3 stycznia 1953 – wyemitowano pierwszy w historii program dla dzieci. Henryk Ładosz opowiedział młodym widzom bajkę Ewy Szelburg-Zarembiny o glinianym dzbanie. Zilustrował ją twórca postaci Koziołka Matołka – słynny rysownik Marian Walentynowicz.
Dwadzieścia dni później, 23 stycznia 1953 rozpoczęto regularną transmisję programu. Ale jak to się teraz mówi „szału nie było”, transmisja odbywała się w każdy piątek od godz. 17:00. Audycja trwała do 60 minut i składała się z widowisk artystycznych, sztuk teatralnych, programów dla dzieci, czy audycji okolicznościowych.
Stopniowo z miesiąca na miesiąc poszerzała się oferta o np. spektakle Teatru Telewizji.
Już 10 września 1954 wydłużono czas emisji programów do dwóch godzin. Nadano pierwszy film fabularny.
Przełomem był 1 kwietnia 1955 kiedy rozpoczęto emisję programu telewizyjnego dwa razy w tygodniu – we wtorki i piątki. Stopniowo zwiększano ilość dni emisji, by od 2 stycznia 1956 emitować program telewizyjny cztery dni w tygodniu – w poniedziałki, środy, czwartki i piątki (i to już był “szał”).
Czy ktoś jeszcze pamięta spektakle Teatru Sensacji, czyli spektakle kultowej „Kobry” (cudna i prosta animowana czołówka)?
Ja tak, ale ze znacznie późniejszego okresu. Teatr Sensacji swój pierwszy spektakl wyemitował 6 lutego 1956, a był to spektakl „Zatrute litery” wg powieści Agathy Christie w reżyserii Adama Hanuszkiewicza.

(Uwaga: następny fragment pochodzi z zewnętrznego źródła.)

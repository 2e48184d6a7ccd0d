/// HTTP request methods.
///
/// Only `GET` is served; every other token is kept so the handler can
/// answer 405 instead of 400.
#[derive(Debug, Clone, PartialEq, Eq)]
pub enum Method {
    GET,
    HEAD,
    POST,
    PUT,
    DELETE,
    OPTIONS,
    PATCH,
    /// Any other method token, verbatim.
    Other(String),
}

/// A parsed request line.
///
/// Headers are read off the wire but not retained: nothing in the server
/// depends on them.
#[derive(Debug, Clone, PartialEq, Eq)]
pub struct Request {
    pub method: Method,
    /// Raw request target, still percent-encoded (e.g. "/docs/a%20b.txt")
    pub path: String,
    /// Protocol token as sent (typically "HTTP/1.1")
    pub version: String,
}

impl Method {
    /// Maps a method token to a `Method`. Matching is case-sensitive.
    ///
    /// # Example
    ///
    /// ```
    /// # use docgate::http::request::Method;
    /// assert_eq!(Method::from_token("GET"), Method::GET);
    /// assert_eq!(Method::from_token("get"), Method::Other("get".into()));
    /// ```
    pub fn from_token(s: &str) -> Self {
        match s {
            "GET" => Method::GET,
            "HEAD" => Method::HEAD,
            "POST" => Method::POST,
            "PUT" => Method::PUT,
            "DELETE" => Method::DELETE,
            "OPTIONS" => Method::OPTIONS,
            "PATCH" => Method::PATCH,
            other => Method::Other(other.to_string()),
        }
    }

    pub fn as_str(&self) -> &str {
        match self {
            Method::GET => "GET",
            Method::HEAD => "HEAD",
            Method::POST => "POST",
            Method::PUT => "PUT",
            Method::DELETE => "DELETE",
            Method::OPTIONS => "OPTIONS",
            Method::PATCH => "PATCH",
            Method::Other(s) => s,
        }
    }
}

impl Request {
    pub fn new(method: Method, path: impl Into<String>, version: impl Into<String>) -> Self {
        Self {
            method,
            path: path.into(),
            version: version.into(),
        }
    }

    pub fn is_get(&self) -> bool {
        self.method == Method::GET
    }
}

I tak pomału zmieniała się oferta telewizji. Rozszerzano ilość dni i godzin emisji, otwierano regionalne ośrodki telewizyjne. Zwiększała się też ilość dostępnych odbiorników telewizyjnych początkowo nazywanych „radiem z okienkiem”.
A rozwinęła się bardzo: kanały filmowe, dla dzieci, sportowe, rozrywkowe i wiele innych. I kiedy na urlopie, siedząc wygodnie z pilotem w ręku w ulubionym fotelu i z kubkiem kawy, szukam czegoś do obejrzenia skacząc po kanałach, to po 15 minutach stwierdzam, że nie ma nic do obejrzenia. Wakacyjne powtórki, nic ciekawego. A może jest tego za dużo i dlatego nic nie mogę wybrać. Prawie 60 lat temu było to o wiele łatwiejsze. Wtedy wyemitowano pierwszy polski serial telewizyjny.
5 stycznia 1965 odbyła się premiera pierwszego polskiego serialu telewizyjnego Barbara i Jan.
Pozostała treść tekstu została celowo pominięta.